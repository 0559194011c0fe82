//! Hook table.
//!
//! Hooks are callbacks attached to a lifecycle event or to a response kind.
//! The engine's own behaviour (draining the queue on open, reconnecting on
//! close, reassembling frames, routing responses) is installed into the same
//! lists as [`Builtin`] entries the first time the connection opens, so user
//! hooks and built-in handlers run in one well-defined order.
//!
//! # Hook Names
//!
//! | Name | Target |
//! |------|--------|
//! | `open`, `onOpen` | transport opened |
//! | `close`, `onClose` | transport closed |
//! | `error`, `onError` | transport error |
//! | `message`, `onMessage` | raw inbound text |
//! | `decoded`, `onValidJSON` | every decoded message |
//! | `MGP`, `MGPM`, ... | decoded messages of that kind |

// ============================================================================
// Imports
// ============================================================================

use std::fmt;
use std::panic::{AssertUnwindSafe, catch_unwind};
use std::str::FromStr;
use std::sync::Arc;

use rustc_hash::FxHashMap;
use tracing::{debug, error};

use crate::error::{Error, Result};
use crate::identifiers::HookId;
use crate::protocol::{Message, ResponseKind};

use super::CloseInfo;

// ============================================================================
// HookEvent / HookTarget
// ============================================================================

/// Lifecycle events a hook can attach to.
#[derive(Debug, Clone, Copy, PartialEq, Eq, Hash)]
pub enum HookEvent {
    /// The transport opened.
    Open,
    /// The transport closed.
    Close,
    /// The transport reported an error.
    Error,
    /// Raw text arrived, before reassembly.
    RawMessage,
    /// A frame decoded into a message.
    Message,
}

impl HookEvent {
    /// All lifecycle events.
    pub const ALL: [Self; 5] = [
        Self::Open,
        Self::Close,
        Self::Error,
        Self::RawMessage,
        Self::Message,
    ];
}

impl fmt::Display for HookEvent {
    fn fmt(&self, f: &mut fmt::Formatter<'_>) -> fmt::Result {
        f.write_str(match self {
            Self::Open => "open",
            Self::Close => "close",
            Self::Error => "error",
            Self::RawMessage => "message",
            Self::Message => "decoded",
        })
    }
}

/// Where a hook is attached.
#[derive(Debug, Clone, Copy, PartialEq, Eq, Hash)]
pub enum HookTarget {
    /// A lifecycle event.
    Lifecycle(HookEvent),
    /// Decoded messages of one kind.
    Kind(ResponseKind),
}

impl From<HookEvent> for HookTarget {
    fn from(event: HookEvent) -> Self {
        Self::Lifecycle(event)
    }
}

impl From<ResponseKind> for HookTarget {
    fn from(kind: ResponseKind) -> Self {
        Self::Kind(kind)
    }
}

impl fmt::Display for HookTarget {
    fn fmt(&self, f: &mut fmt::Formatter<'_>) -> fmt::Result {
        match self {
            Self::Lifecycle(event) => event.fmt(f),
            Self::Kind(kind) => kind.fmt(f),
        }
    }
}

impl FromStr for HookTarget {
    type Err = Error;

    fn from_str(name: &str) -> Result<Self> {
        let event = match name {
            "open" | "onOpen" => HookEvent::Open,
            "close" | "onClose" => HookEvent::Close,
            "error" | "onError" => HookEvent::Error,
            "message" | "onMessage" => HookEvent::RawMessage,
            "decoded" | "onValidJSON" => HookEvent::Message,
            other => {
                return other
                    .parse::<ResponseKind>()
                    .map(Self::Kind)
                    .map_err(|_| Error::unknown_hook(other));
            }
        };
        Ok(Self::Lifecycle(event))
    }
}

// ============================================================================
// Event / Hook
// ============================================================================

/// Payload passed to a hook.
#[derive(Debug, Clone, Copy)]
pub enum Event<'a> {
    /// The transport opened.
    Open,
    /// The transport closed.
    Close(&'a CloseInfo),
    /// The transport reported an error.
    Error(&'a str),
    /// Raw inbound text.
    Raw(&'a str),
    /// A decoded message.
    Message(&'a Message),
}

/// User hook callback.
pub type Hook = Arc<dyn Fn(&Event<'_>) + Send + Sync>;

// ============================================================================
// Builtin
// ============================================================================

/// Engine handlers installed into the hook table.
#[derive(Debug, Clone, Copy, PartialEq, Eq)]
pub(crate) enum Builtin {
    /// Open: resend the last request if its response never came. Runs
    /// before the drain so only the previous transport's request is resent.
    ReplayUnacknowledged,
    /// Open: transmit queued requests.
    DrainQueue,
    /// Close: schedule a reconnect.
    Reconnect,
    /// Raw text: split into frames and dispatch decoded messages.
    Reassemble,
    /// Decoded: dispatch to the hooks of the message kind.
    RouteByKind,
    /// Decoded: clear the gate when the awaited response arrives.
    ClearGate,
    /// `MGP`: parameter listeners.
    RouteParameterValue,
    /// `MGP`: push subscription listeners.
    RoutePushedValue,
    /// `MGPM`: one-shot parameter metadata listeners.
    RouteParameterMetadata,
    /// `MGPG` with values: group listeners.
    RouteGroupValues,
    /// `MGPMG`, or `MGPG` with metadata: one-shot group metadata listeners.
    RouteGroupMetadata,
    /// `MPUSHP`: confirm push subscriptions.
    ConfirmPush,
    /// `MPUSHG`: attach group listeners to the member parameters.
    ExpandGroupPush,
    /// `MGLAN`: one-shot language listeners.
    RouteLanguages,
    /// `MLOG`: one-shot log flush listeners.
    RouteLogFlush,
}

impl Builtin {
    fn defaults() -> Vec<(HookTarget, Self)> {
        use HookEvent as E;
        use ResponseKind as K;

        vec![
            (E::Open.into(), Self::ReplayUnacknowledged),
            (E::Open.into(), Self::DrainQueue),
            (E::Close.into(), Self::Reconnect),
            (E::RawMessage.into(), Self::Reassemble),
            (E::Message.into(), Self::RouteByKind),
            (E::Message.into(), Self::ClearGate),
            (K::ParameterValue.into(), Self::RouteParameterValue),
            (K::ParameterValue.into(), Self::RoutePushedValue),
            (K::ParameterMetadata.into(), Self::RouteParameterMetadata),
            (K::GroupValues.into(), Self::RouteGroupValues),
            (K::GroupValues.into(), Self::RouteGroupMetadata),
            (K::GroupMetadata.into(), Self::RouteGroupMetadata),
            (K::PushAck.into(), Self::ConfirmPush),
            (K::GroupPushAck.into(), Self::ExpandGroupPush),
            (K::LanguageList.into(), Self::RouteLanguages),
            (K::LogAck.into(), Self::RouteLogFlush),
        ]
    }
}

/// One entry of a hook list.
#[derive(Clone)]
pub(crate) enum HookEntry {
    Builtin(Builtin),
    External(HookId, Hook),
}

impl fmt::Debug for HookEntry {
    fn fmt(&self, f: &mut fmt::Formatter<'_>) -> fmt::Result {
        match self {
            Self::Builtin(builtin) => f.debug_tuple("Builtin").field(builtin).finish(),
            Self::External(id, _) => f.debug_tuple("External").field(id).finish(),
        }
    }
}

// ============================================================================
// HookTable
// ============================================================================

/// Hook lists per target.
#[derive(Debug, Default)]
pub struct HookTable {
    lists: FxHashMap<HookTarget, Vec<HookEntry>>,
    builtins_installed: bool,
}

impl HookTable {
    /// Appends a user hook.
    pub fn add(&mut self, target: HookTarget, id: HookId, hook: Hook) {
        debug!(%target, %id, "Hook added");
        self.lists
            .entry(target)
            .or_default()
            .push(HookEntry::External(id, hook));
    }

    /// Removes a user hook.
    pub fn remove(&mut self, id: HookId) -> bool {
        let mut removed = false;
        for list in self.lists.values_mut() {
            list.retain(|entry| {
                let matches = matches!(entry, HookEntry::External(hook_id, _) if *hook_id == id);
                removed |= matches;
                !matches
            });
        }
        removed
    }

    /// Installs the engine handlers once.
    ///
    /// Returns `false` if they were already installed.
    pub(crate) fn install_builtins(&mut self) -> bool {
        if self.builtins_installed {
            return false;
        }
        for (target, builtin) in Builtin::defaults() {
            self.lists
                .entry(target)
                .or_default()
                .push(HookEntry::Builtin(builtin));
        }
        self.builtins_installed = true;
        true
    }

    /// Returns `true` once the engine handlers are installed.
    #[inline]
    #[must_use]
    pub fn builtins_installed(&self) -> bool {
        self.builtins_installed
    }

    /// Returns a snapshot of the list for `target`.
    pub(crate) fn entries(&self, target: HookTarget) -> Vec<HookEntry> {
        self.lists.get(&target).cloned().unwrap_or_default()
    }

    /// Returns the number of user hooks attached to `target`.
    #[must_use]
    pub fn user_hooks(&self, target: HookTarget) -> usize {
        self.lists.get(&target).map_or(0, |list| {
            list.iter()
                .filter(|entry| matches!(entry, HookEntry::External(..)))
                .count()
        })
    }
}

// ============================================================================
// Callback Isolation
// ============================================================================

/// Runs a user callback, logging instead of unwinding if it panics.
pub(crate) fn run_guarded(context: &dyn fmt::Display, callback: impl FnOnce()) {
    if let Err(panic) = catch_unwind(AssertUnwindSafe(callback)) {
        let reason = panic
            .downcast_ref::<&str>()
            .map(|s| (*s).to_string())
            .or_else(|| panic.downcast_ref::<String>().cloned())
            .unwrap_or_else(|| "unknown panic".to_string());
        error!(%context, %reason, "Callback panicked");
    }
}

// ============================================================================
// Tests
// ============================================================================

== Work to be completed ==
Now copy each line of the entries that mentions "events".

== Exercise output ==
/// Lifecycle events a hook can attach to.
    /// All lifecycle events.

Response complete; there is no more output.